Photo courtesy of Jamie Warren
Jamie Warren (right)who received a double-lung transplant four years ago, celebrates the graduation of her husband Bryan from Motorcycle Mechanics Institute in Phoenix, Ariz., last spring.
Jamie Peery Warren is doing just fine, thank you.
Speaking from her home in Norman, Okla., the former Blackfoot woman excitedly noted that she and her donor's lungs completed their first five-kilometer race in mid-September.
Four years ago, thanks to the help of the Blackfoot community, Warren traveled to Pittsburgh, Penn., and had a double-lung transplant.
Shortly thereafter, Warren and her husband Bryan moved to Phoenix, Ariz., so he could become a motorcycle technician.
"After my transplant, Bryan wanted to work on motorcycles," she said. "Since he had taken care of me for many years, I decided to let him follow his dream."

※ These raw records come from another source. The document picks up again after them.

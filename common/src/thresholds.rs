//! Body-temperature band used by both the indicator and the alert.
//!
//! The band is centered on 37.0C with a tolerance of 10% of the center.
//! The edges are spelled out as literals: computing `|t - 37.0| <= 3.7` in
//! floating point puts 33.3 just outside the band, while the band is closed
//! at both ends.

/// Reference human body temperature in Celsius.
pub const BODY_TEMP_C: f32 = 37.0;

/// Allowed deviation from [`BODY_TEMP_C`] (10% of the center).
pub const BAND_TOLERANCE_C: f32 = 3.7;

/// Lowest reading still classified as [`Band::Normal`].
pub const BAND_LOW_C: f32 = 33.3;

/// Highest reading still classified as [`Band::Normal`].
pub const BAND_HIGH_C: f32 = 40.7;

// Compile-time validation: edges sit on center -/+ tolerance
const _: () = assert!(BAND_LOW_C < BODY_TEMP_C);
const _: () = assert!(BODY_TEMP_C < BAND_HIGH_C);
const _: () = assert!((BODY_TEMP_C - BAND_TOLERANCE_C - BAND_LOW_C) < 0.001);
const _: () = assert!((BAND_LOW_C - (BODY_TEMP_C - BAND_TOLERANCE_C)) < 0.001);
const _: () = assert!((BODY_TEMP_C + BAND_TOLERANCE_C - BAND_HIGH_C) < 0.001);
const _: () = assert!((BAND_HIGH_C - (BODY_TEMP_C + BAND_TOLERANCE_C)) < 0.001);

/// Classification of a reading against the body-temperature band.
#[derive(Clone, Copy, Debug, PartialEq, Eq)]
#[cfg_attr(feature = "defmt", derive(defmt::Format))]
pub enum Band {
    /// Below [`BAND_LOW_C`].
    Cold,
    /// Within `[BAND_LOW_C, BAND_HIGH_C]`.
    Normal,
    /// Above [`BAND_HIGH_C`].
    Hot,
}

impl Band {
    /// Short label for logs and status panels.
    pub const fn label(self) -> &'static str {
        match self {
            Self::Cold => "COLD",
            Self::Normal => "NORMAL",
            Self::Hot => "HOT",
        }
    }
}

/// Classify a Celsius reading.
///
/// Both edges are inclusive. NaN compares false everywhere and lands in `Hot`,
/// which keeps the alert audible for a broken conversion.
#[inline]
pub fn classify(celsius: f32) -> Band {
    if (BAND_LOW_C..=BAND_HIGH_C).contains(&celsius) {
        Band::Normal
    } else if celsius < BODY_TEMP_C {
        Band::Cold
    } else {
        Band::Hot
    }
}

#[cfg(test)]
#[allow(clippy::assertions_on_constants)] // Intentional compile-time validation of threshold ordering
mod tests {
    use super::*;

    #[test]
    fn test_band_ordering() {
        assert!(BAND_LOW_C < BODY_TEMP_C);
        assert!(BODY_TEMP_C < BAND_HIGH_C);
    }

    #[test]
    fn test_band_edges_are_inclusive() {
        assert_eq!(classify(33.3), Band::Normal, "lower edge belongs to the band");
        assert_eq!(classify(40.7), Band::Normal, "upper edge belongs to the band");
    }

    #[test]
    fn test_just_outside_band() {
        assert_eq!(classify(33.29999), Band::Cold);
        assert_eq!(classify(40.70001), Band::Hot);
    }

    #[test]
    fn test_classify_far_values() {
        assert_eq!(classify(-40.0), Band::Cold);
        assert_eq!(classify(0.0), Band::Cold);
        assert_eq!(classify(37.0), Band::Normal);
        assert_eq!(classify(120.0), Band::Hot);
    }

    #[test]
    fn test_nan_is_hot() {
        assert_eq!(classify(f32::NAN), Band::Hot);
    }

    #[test]
    fn test_labels() {
        assert_eq!(Band::Cold.label(), "COLD");
        assert_eq!(Band::Normal.label(), "NORMAL");
        assert_eq!(Band::Hot.label(), "HOT");
    }
}
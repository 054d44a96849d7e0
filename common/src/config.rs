//! Compile-time configuration shared by the desktop monitor and the firmware.
//!
//! The sampling cadence is fixed; nothing here is meant to be tuned at runtime.

// =============================================================================
// Control Loop Timing
// =============================================================================

/// Sleep between the end of one cycle and the start of the next.
///
/// The real period is longer: the display write and the blocking alert
/// pattern run inside the cycle (see [`crate::actuation`]).
pub const SAMPLE_INTERVAL_MS: u32 = 1000;

/// Granularity of the idle sleep. A stop request is noticed within one slice.
pub const IDLE_SLICE_MS: u32 = 50;

const _: () = assert!(SAMPLE_INTERVAL_MS % IDLE_SLICE_MS == 0);

// =============================================================================
// History
// =============================================================================

/// Maximum number of readings kept for the plot.
pub const HISTORY_CAPACITY: usize = 50;

// =============================================================================
// Display Configuration
// =============================================================================

/// Plot surface width in pixels (ST7789 on Pimoroni PIM715: 320x240)
pub const SCREEN_WIDTH: u32 = 320;

/// Plot surface height in pixels
pub const SCREEN_HEIGHT: u32 = 240;

/// Header bar height in pixels.
pub const HEADER_HEIGHT: u32 = 26;

/// Height reserved under the plot for status panels.
pub const FOOTER_HEIGHT: u32 = 64;

/// Plot area height (between header and footer).
pub const PLOT_HEIGHT: u32 = SCREEN_HEIGHT - HEADER_HEIGHT - FOOTER_HEIGHT;

/// Screen center X coordinate. Used for centering popups and text.
pub const CENTER_X: i32 = (SCREEN_WIDTH / 2) as i32;

/// Screen center Y coordinate. Used for centering popups and text.
pub const CENTER_Y: i32 = (SCREEN_HEIGHT / 2) as i32;

const _: () = assert!(HEADER_HEIGHT + FOOTER_HEIGHT < SCREEN_HEIGHT);
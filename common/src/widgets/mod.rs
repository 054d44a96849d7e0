//! Widgets for the plot surface.
//!
//! All widgets are generic over `DrawTarget<Color = Rgb565>`, so the same code
//! draws to the simulator window and to the ST7789 panel.

mod plot;
mod popups;

pub use plot::{LEGEND_LABEL, PLOT_TITLE, draw_plot, index_to_x, value_to_y, y_range};
pub use popups::{draw_fault_popup, draw_stopped_popup, draw_unit_popup};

After his graduation from Motorcyle Mechanics Institute, he got a job in Oklahoma where the couple now lives.
For those unfamiliar with Warren's story, she was born with cystic fibrosis, a disease which makes it difficult to breathe. Despite her disease, she graduated from Blackfoot High School. Shortly thereafter she and Bryan married.
"It was challenging, to say the least," she said of her life with the disease. "I never expected to live to the age of 30 and I did.
"In 2007 I got really sick," she recalled. "It got really hard for awhile, then it got a lot better (after her transplant)."
Earlier this year a friend noticed that Reader's Digest magazine was conducting a Facebook contest, encouraging people to tell their uplifting life stories in 150 words. (To put that in context, this story is 530 words.)
Before her transplant Warren pursued an acting career, in part because it was something she could do immediately. She had been interested in the arts from the age of nine.
"I went back to my original goal," following her transplant, she said. "I've had some great opportunities here in Oklahoma. I've done a Gatorade commercial and I've been a body double for a 13-year-old actress. I finally have the health to pursue my career."
Warren's story is already listed as an editor's choice on the magazine's Facebook page. Friends, neighbors and community members can read it and vote for it at
http://apps.facebook.com/yourlifecontest/content/28-breaths-minute. The contest runs through Oct. 31 and people can vote once a day until then.
One of the prizes in the contest is having the winner's story published in the magazine. And there is a monetary award as well.
"Keeping it to 150 words was hard because it was so miraculous," she said of her story. "My story is one of hope, of not giving up and beating the odds.
"It took many people, the whole community of Blackfoot," she added.
Warren's parents, Doug and Christie Peery, still live in Blackfoot. So does her sister Nikkii. Her brothers Corey and Brant are in San Diego, Calif., and Idaho Falls respectively.
"The gift of life is amazing," Warren said, noting that she volunteers as a spokesman for organ donation. "My organ donor is my hero. She's the key to my story. Without that gift it would not have happened.
"The whole town rallied together and helped send me to Pittsburgh," she recalled.